I was 12 or 13 years old so just about when I hit puberty that I started to get irritable bowel syndrome symptoms, but I wasn’t diagnosed at that stage—instead I got diagnosed as dairy or lactose intolerant. As I was going through my teenage years, my mum noticed that whenever I got stressed or upset, I’d get stomach issues and complain about a sore tummy or bloating, so she was actually the one who picked up on that connection. At the time, I don’t think it was spoken about nearly as much as it is now and not much was done about it.
It’s something that, from being a teenager, I realised there was a link between my symptoms and mental health; I’ve always struggled with anxiety and I know that when I am anxious, I definitely notice a difference in the way my stomach reacts. One way it has really impacted me is that I’m a pilates instructor and when I’m having a serious upswing in IBS where I’m particularly bloated or in abdominal pain, I struggle because I find that I can’t connect my abdominals which is so important in pilates.
A really big part of pilates is the mind-body connection. There’s something about 45 minutes to an hour on the mat or reformer machine where you’re so focused on your body that it takes away all the other things that your mind is stressing about. You end up thinking, “Am I connecting that muscle? Am I breathing correctly?” Breath is such an important part of it.
I initially did pilates because I kept hurting my back playing netball and a physio suggested some strengthening for my core. I found that the more I was doing it, the better I was getting in my overall health, both mental and physical, while strengthening my back. I ended up getting qualified and teaching it. For me, there’s so much more to it than the physical benefit. I’ve personally found that pilates connects you to your breath with movement. If you’re a mouth breather, then your belly is expanding and contracting but you’re not breathing into your diaphragm and taking the air into your lungs as much as when you’re breathing in through your nose and out through your mouth, so pilates is like rewiring the brain to breathe differently, which in turn benefits your organs.

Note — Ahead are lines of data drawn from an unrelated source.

use std::thread;
use std::time::Duration;

use serde_json::Value;
use thiserror::Error;
use tracing::{debug, error, info};

use crate::model::{NormalizedJob, RawJob};
use crate::normalize::normalize;
use crate::settings::Settings;

const PAGE_PARAM: &str = "tx_brainportjobs_jobslist[page]";
const USER_AGENT: &str = concat!("brainport_jobs/", env!("CARGO_PKG_VERSION"));

/// Anything that ends a run early. None of these are retried.
#[derive(Debug, Error)]
pub enum FetchError {
    #[error("request for page {page} failed: {source}")]
    Request {
        page: u32,
        #[source]
        source: reqwest::Error,
    },
    #[error("page {page} returned HTTP {status}")]
    Status { page: u32, status: u16 },
    #[error("page {page} body is not JSON (blocked or format changed): {source}")]
    Decode {
        page: u32,
        #[source]
        source: serde_json::Error,
    },
}

impl FetchError {
    pub fn page(&self) -> u32 {
        match self {
            FetchError::Request { page, .. }
            | FetchError::Status { page, .. }
            | FetchError::Decode { page, .. } => *page,
        }
    }
}

/// One page of listings per call, pages numbered from 1.
pub trait PageSource {
    fn fetch_page(&self, page: u32) -> Result<Vec<RawJob>, FetchError>;
}

/// The live job board over blocking HTTP.
pub struct HttpPageSource {
    client: reqwest::blocking::Client,
    endpoint: String,
    params: Vec<(&'static str, String)>,
}

impl HttpPageSource {
    pub fn new(settings: &Settings) -> Result<Self, reqwest::Error> {
        let client = reqwest::blocking::Client::builder()
            .timeout(settings.timeout())
            .user_agent(USER_AGENT)
            .build()?;

        Ok(Self {
            client,
            endpoint: settings.endpoint.clone(),
            params: query_template(settings),
        })
    }
}

impl PageSource for HttpPageSource {
    fn fetch_page(&self, page: u32) -> Result<Vec<RawJob>, FetchError> {
        let response = self
            .client
            .get(&self.endpoint)
            .query(&self.params)
            .query(&[(PAGE_PARAM, page)])
            .send()
            .map_err(|source| FetchError::Request { page, source })?;

        let status = response.status();
        if !status.is_success() {
            return Err(FetchError::Status {
                page,
                status: status.as_u16(),
            });
        }

        let body = response
            .text()
            .map_err(|source| FetchError::Request { page, source })?;
        parse_page(page, &body)
    }
}

/// The fixed query shared by every request; only the page index is added
/// per call.
pub fn query_template(settings: &Settings) -> Vec<(&'static str, String)> {
    vec![
        ("tx_brainportjobs_joblist[action]", "list".to_string()),
        ("tx_brainportjobs_joblist[controller]", "JobAjax".to_string()),
        ("type", settings.type_tag.clone()),
        ("cHash", settings.cache_hash.clone()),
        ("tx_brainportjobs_jobslist[pageLimit]", settings.page_limit.to_string()),
        (
            "tx_brainportjobs_jobslist[location_filter][]",
            settings.location_filter.clone(),
        ),
        ("tx_brainportjobs_jobslist[language_filter]", settings.language.clone()),
    ]
}

/// Decode a response body. A body without a `jobs` list is an empty page.
pub fn parse_page(page: u32, body: &str) -> Result<Vec<RawJob>, FetchError> {
    let mut doc: Value =
        serde_json::from_str(body).map_err(|source| FetchError::Decode { page, source })?;

    let jobs = match doc.get_mut("jobs").map(Value::take) {
        Some(Value::Array(items)) => items,
        other => {
            debug!(page, jobs = ?other, "no jobs list in response");
            Vec::new()
        }
    };
    Ok(jobs.into_iter().map(RawJob::from_value).collect())
}

/// Lazy producer of pages. Ends after the first empty page, or after
/// yielding the first error.
pub struct Pages<'a, S: PageSource + ?Sized, P: FnMut(Duration)> {
    source: &'a S,
    delay: Duration,
    pause: P,
    next_page: u32,
    done: bool,
}

impl<'a, S: PageSource + ?Sized, P: FnMut(Duration)> Pages<'a, S, P> {
    pub fn new(source: &'a S, delay: Duration, pause: P) -> Self {
        Self {
            source,
            delay,
            pause,
            next_page: 1,
            done: false,
        }
    }
}

impl<S: PageSource + ?Sized, P: FnMut(Duration)> Iterator for Pages<'_, S, P> {
    type Item = (u32, Result<Vec<RawJob>, FetchError>);

    fn next(&mut self) -> Option<Self::Item> {
        if self.done {
            return None;
        }

        let page = self.next_page;
        // Only reached after a non-empty page, so the pause sits between
        // successful fetches.
        if page > 1 && !self.delay.is_zero() {
            (self.pause)(self.delay);
        }

        match self.source.fetch_page(page) {
            Ok(jobs) if jobs.is_empty() => {
                self.done = true;
                info!(page, "no more jobs, finishing");
                None
            }
            Ok(jobs) => {
                self.next_page += 1;
                Some((page, Ok(jobs)))
            }
            Err(e) => {
                self.done = true;
                Some((page, Err(e)))
            }
        }
    }
}

/// Everything one run collected.
#[derive(Debug, Default)]
pub struct Harvest {
    pub jobs: Vec<NormalizedJob>,
    /// Non-empty pages fetched.
    pub pages: u32,
    pub failure: Option<FetchError>,
}

/// Walk every page, normalizing as it goes. A failure stops the walk but
/// keeps what was already collected.
pub fn harvest<S: PageSource + ?Sized>(source: &S, delay: Duration) -> Harvest {
    harvest_paced(source, delay, thread::sleep)
}

/// `harvest` with the inter-page wait supplied by the caller.
pub fn harvest_paced<S, P>(source: &S, delay: Duration, pause: P) -> Harvest
where
    S: PageSource + ?Sized,
    P: FnMut(Duration),
{
    let mut out = Harvest::default();

    for (page, result) in Pages::new(source, delay, pause) {
        match result {
            Ok(raw) => {
                let count = raw.len();
                out.jobs.extend(raw.into_iter().map(normalize));
                out.pages += 1;
                println!(
                    "Downloaded and processed page {} ({} jobs). Total: {}",
                    page,
                    count,
                    out.jobs.len()
                );
            }
            Err(e) => {
                error!(page = e.page(), error = %e, "fetch failed, stopping");
                out.failure = Some(e);
            }
        }
    }

    if out.failure.is_none() {
        info!(pages = out.pages, jobs = out.jobs.len(), "all pages fetched");
    }
    out
}

// ── Tests ──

If I know I’m starting to get quite stressed and anxious, I cut alcohol intake and try to minimize time on social media—all those external stressors which can have an impact on my mental health—and physically, I’ll minimize my high-impact high-stress exercise and bring it back down to try to centre myself with some slower pilates or yoga, and go for long walks to try to clear my head.

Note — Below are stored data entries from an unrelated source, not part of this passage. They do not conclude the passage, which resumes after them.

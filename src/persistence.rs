//! Persistence gateway
//!
//! Maps every in-memory collection to one entry in a [`KeyValueStore`]. Keys
//! are derived from the document id with a fixed prefix per kind:
//!
//! | Kind | Key |
//! |---|---|
//! | Highlights | `pdf-highlights-{id}` |
//! | Annotations | `pdf-annotations-{id}` |
//! | Unlock ledger | `unlocked-books` |
//! | Exams | `library-exams` |
//!
//! Loads never fail: a missing entry, an unreadable entry and a corrupt entry
//! all come back as an empty collection. Writes propagate their errors.

use std::sync::Arc;

use serde::de::DeserializeOwned;
use serde::Serialize;

use crate::annotations::{AnnotationDocument, BookAnnotations, TextAnnotation};
use crate::error::Result;
use crate::exams::ExamEntry;
use crate::highlights::{Highlight, HighlightDocument};
use crate::storage::{KeyValueStore, StorageError};

pub const HIGHLIGHTS_PREFIX: &str = "pdf-highlights-";
pub const ANNOTATIONS_PREFIX: &str = "pdf-annotations-";
pub const UNLOCKED_KEY: &str = "unlocked-books";
pub const EXAMS_KEY: &str = "library-exams";

/// Storage key for a document's highlights
pub fn highlights_key(document_id: &str) -> String {
    format!("{}{}", HIGHLIGHTS_PREFIX, document_id)
}

/// Storage key for a document's text annotations
pub fn annotations_key(document_id: &str) -> String {
    format!("{}{}", ANNOTATIONS_PREFIX, document_id)
}

/// Translates collections to and from the backing store
#[derive(Clone)]
pub struct PersistenceGateway {
    store: Arc<dyn KeyValueStore>,
}

impl PersistenceGateway {
    pub fn new(store: Arc<dyn KeyValueStore>) -> Self {
        Self { store }
    }

    /// Get the backing store
    pub fn store(&self) -> &Arc<dyn KeyValueStore> {
        &self.store
    }

    // ========================================================================
    // Highlights
    // ========================================================================

    pub fn load_highlights(&self, document_id: &str) -> Vec<Highlight> {
        self.read::<HighlightDocument>(&highlights_key(document_id))
            .map(|doc| doc.highlights)
            .unwrap_or_default()
    }

    pub fn save_highlights(&self, document_id: &str, highlights: &[Highlight]) -> Result<()> {
        let doc = HighlightDocument {
            pdf_id: document_id.to_string(),
            highlights: highlights.to_vec(),
        };
        self.write(&highlights_key(document_id), &doc)
    }

    // ========================================================================
    // Annotations
    // ========================================================================

    pub fn load_annotations(&self, document_id: &str) -> Vec<TextAnnotation> {
        self.read::<AnnotationDocument>(&annotations_key(document_id))
            .map(|doc| doc.annotations)
            .unwrap_or_default()
    }

    pub fn save_annotations(&self, document_id: &str, annotations: &[TextAnnotation]) -> Result<()> {
        let doc = AnnotationDocument {
            book_id: document_id.to_string(),
            annotations: annotations.to_vec(),
        };
        self.write(&annotations_key(document_id), &doc)
    }

    /// Document ids with a persisted annotation entry, in store order
    pub fn annotation_document_ids(&self) -> Vec<String> {
        match self.store.keys() {
            Ok(keys) => keys
                .into_iter()
                .filter_map(|k| k.strip_prefix(ANNOTATIONS_PREFIX).map(str::to_string))
                .collect(),
            Err(e) => {
                tracing::warn!("Failed to enumerate stored keys: {}", e);
                Vec::new()
            }
        }
    }

    /// Every non-empty annotation collection, each sorted by page
    pub fn list_all_annotations(&self) -> Vec<BookAnnotations> {
        self.annotation_document_ids()
            .into_iter()
            .filter_map(|book_id| {
                let mut annotations = self.load_annotations(&book_id);
                if annotations.is_empty() {
                    return None;
                }
                annotations.sort_by_key(|a| a.page_number);
                Some(BookAnnotations {
                    book_id,
                    annotations,
                })
            })
            .collect()
    }

    // ========================================================================
    // Unlock ledger
    // ========================================================================

    pub fn unlocked_documents(&self) -> Vec<String> {
        self.read::<Vec<String>>(UNLOCKED_KEY).unwrap_or_default()
    }

    /// Record a document as unlocked; unlocking twice is a no-op
    pub fn unlock(&self, document_id: &str) -> Result<()> {
        let mut unlocked = self.unlocked_documents();
        if unlocked.iter().any(|id| id == document_id) {
            return Ok(());
        }
        unlocked.push(document_id.to_string());
        self.write(UNLOCKED_KEY, &unlocked)
    }

    pub fn is_unlocked(&self, document_id: &str) -> bool {
        self.unlocked_documents().iter().any(|id| id == document_id)
    }

    // ========================================================================
    // Exams
    // ========================================================================

    pub fn load_exams(&self) -> Vec<ExamEntry> {
        self.read::<Vec<ExamEntry>>(EXAMS_KEY).unwrap_or_default()
    }

    pub fn save_exams(&self, exams: &[ExamEntry]) -> Result<()> {
        self.write(EXAMS_KEY, &exams)
    }

    fn read<T: DeserializeOwned>(&self, key: &str) -> Option<T> {
        let text = match self.store.get(key) {
            Ok(Some(text)) => text,
            Ok(None) => return None,
            Err(e) => {
                tracing::warn!("Failed to read {}: {}, treating as empty", key, e);
                return None;
            }
        };

        match serde_json::from_str(&text) {
            Ok(value) => Some(value),
            Err(source) => {
                let err = StorageError::Corrupt {
                    key: key.to_string(),
                    source,
                };
                tracing::warn!("{}, treating as empty", err);
                None
            }
        }
    }

    fn write<T: Serialize + ?Sized>(&self, key: &str, value: &T) -> Result<()> {
        let text = serde_json::to_string(value)?;
        self.store.set(key, &text).map_err(|e| {
            tracing::error!("Failed to flush {}: {}", key, e);
            e
        })?;
        tracing::debug!(key = %key, "Flushed");
        Ok(())
    }
}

If I’m really bloated, I dress differently too. I think about the way I look a lot more as I’m conscious of feeling bloated and don’t want to wear anything too tight. One of my friends is five months pregnant and she sent me a photo of herself the other week, to which I sent one back saying “I look like I’m five months pregnant as well!” At some points, it actually looks like I am.
I’ve done the low-FODMAP elimination diet previously and I know that I can’t tolerate lactose and dairy and have to be careful with my fructose intake and a few of the other low-FODMAPS, so I eliminate or reduce down certain foods. I can’t eat much garlic or onion because I’ll really react. When I’m feeling okay, I’m less conscious, but when I’m starting to flare up, that’s when I have to analyse what I’ve been eating and what’s going on in my life that I could be stressed about so I can reign it in and start to feel better in a few weeks’ time.
The hardest part is that you don’t know when you’re going to react to something; it’s the unpredictability of it. I’ll be fine and then all of a sudden, I’ll wake up and be in pain and bloated and will have to go back over everything to try to find out what caused it. At its worst, I feel so full, so bloated, and my belly swells right from my pubic bone up to the bottom of my ribs like a balloon. If I’m wearing leggings or something quite tight, I can feel that pressure and it’s really uncomfortable.
I use the Manosh University low FODMAP diet app. It lists out all the different foods that can affect people with IBS, and gives you a really good understanding of the amounts you can have per day to warn you that if you go over then you might start to get a flare-up. Whenever I’m starting to feel like I’m getting bloated and experiencing IBS symptoms, I check back in with the app and use the food journal where you can note your symptoms and start doing an elimination and reintroduction, which is an extreme diet but the most beneficial way I’ve found to understand what foods I’m reacting to. It has been super helpful over the years.
If you struggle with IBS, you just need to realise that it’s not going to be forever and it’s manageable. When you start to get really stressed about it and self-conscious, it doesn’t help the situation at all. Taking a deep breath in through your nose and out through your mouth helps ease the tummy and low-impact exercise can help you connect with and appreciate your body, rather than hating it for what it's going through. I think the angrier we get, the more uncomfortable we are and then symptoms worsen. I’d recommend trying to become attuned with yourself a little bit more.
It’s also about finding something that works for you. Social media is brilliant in so many ways but there’s so much stuff out there that isn’t beneficial for everybody and what works for one person might not work for another person because our bodies are so different. It’s a trial and error process in terms of your own mental and physical health. Give yourself space and time to work out what works for you rather than putting pressure on yourself as that’s never going to help in the long run.